Task to complete —
Could you print every line from the first one of the records below through the line containing "fd at commit.", with both included and nothing else?

*** Opening of Material supplied ***

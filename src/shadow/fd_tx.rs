//! `FdTx` (§3 component F): the per-transaction shadow of one file
//! descriptor. Holds a reference to the global FD-table entry, the
//! version captured at first access (to detect a concurrent close), and
//! a record of whether this transaction wants to close the fd at commit.

use std::os::unix::io::RawFd;

use tracing::{event, Level};

use crate::error::Error;
use crate::event::Event;
use crate::lock::owner::OwnerIndex;
use crate::module::Module;
use crate::table::fdtab::FdTable;

pub const MODULE_CLOSE: u16 = 1;

pub struct FdTx {
    pub fildes: RawFd,
    pub ofd_index: usize,
    version: u64,
    owner: OwnerIndex,
    close_requested: bool,
    referenced: bool,
}

impl FdTx {
    pub fn new(fildes: RawFd, ofd_index: usize, version: u64, owner: OwnerIndex) -> Self {
        FdTx {
            fildes,
            ofd_index,
            version,
            owner,
            close_requested: false,
            referenced: true,
        }
    }

    /// Records that this transaction wants `fildes` closed at commit.
    /// Returns the event to append to the transaction's log.
    pub fn request_close(&mut self, module_id: u8) -> Event {
        self.close_requested = true;
        Event {
            module_id,
            head: MODULE_CLOSE,
            tail: 0,
        }
    }

    fn validate_version(&self, fds: &FdTable) -> Result<(), Error> {
        // A concurrent close that has already run `finish_close` leaves
        // the entry `Unused`, which `version_matches` reports as an
        // error rather than `false` — that's still just this shadow's
        // fd having gone stale underneath it, so it must restart the
        // transaction the same as an ordinary version mismatch, not
        // surface as a bare `Recoverable` errno.
        match fds.version_matches(self.fildes, self.version) {
            Ok(true) => Ok(()),
            Ok(false) | Err(_) => Err(Error::Conflicting(None)),
        }
    }
}

/// Adapter registering an `FdTx` (shared with the owning [`crate::tx::Transaction`])
/// as a module in the commit/rollback pipeline.
pub struct FdTxModule {
    pub shared: std::rc::Rc<std::cell::RefCell<FdTx>>,
}

impl Module for FdTxModule {
    fn validate(&mut self, _is_retry: bool) -> Result<(), Error> {
        self.shared.borrow().validate_version(&crate::file::global().fds)
    }

    fn apply_event(&mut self, event: &Event) -> Result<(), Error> {
        if event.head == MODULE_CLOSE {
            let shadow = self.shared.borrow();
            let fds = &crate::file::global().fds;
            fds.mark_closing(shadow.fildes)?;
            nix::unistd::close(shadow.fildes).map_err(Error::from)?;
            fds.finish_close(shadow.fildes);
            event!(Level::TRACE, fildes = shadow.fildes, "applied close");
        }
        Ok(())
    }

    fn undo_event(&mut self, event: &Event) -> Result<(), Error> {
        // `close` is deferred to apply (§4.5 open question, preserved
        // conservatively): there is nothing to undo since the kernel
        // close never ran during `exec`.
        debug_assert_eq!(event.head, MODULE_CLOSE);
        Ok(())
    }

    fn finish(&mut self) -> Result<(), Error> {
        let mut shadow = self.shared.borrow_mut();
        if shadow.referenced {
            crate::file::global().fds.unref_entry(shadow.fildes);
            shadow.referenced = false;
        }
        let _ = shadow.owner;
        let _ = shadow.close_requested;
        Ok(())
    }
}

#[cfg(test)]
mod tests {
    use super::*;
    use crate::table::fdtab::FdTable;

    #[test]
    fn version_mismatch_after_concurrent_close_is_conflicting() {
        let table = FdTable::new(4, 16);
        let v1 = table.open(3, 0, 0).unwrap();
        let fdtx = FdTx::new(3, 0, v1, OwnerIndex(0));
        table.mark_closing(3).unwrap();
        table.finish_close(3);
        table.open(3, 1, 0).unwrap();
        assert!(matches!(
            fdtx.validate_version(&table),
            Err(Error::Conflicting(None))
        ));
    }

    #[test]
    fn validate_after_close_with_no_reopen_is_conflicting_not_recoverable() {
        let table = FdTable::new(4, 16);
        let v1 = table.open(3, 0, 0).unwrap();
        let fdtx = FdTx::new(3, 0, v1, OwnerIndex(0));
        table.mark_closing(3).unwrap();
        table.finish_close(3);
        // Entry is now `Unused`; `version_matches` errors internally, but
        // the shadow must still see this as a restart-worthy conflict.
        assert!(matches!(
            fdtx.validate_version(&table),
            Err(Error::Conflicting(None))
        ));
    }
}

*** Close of Material supplied ***

Exercise response —
filename src/shadow/fd_tx.rs
//! `FdTx` (§3 component F): the per-transaction shadow of one file
//! descriptor. Holds a reference to the global FD-table entry, the
//! version captured at first access (to detect a concurrent close), and
//! a record of whether this transaction wants to close the fd at commit.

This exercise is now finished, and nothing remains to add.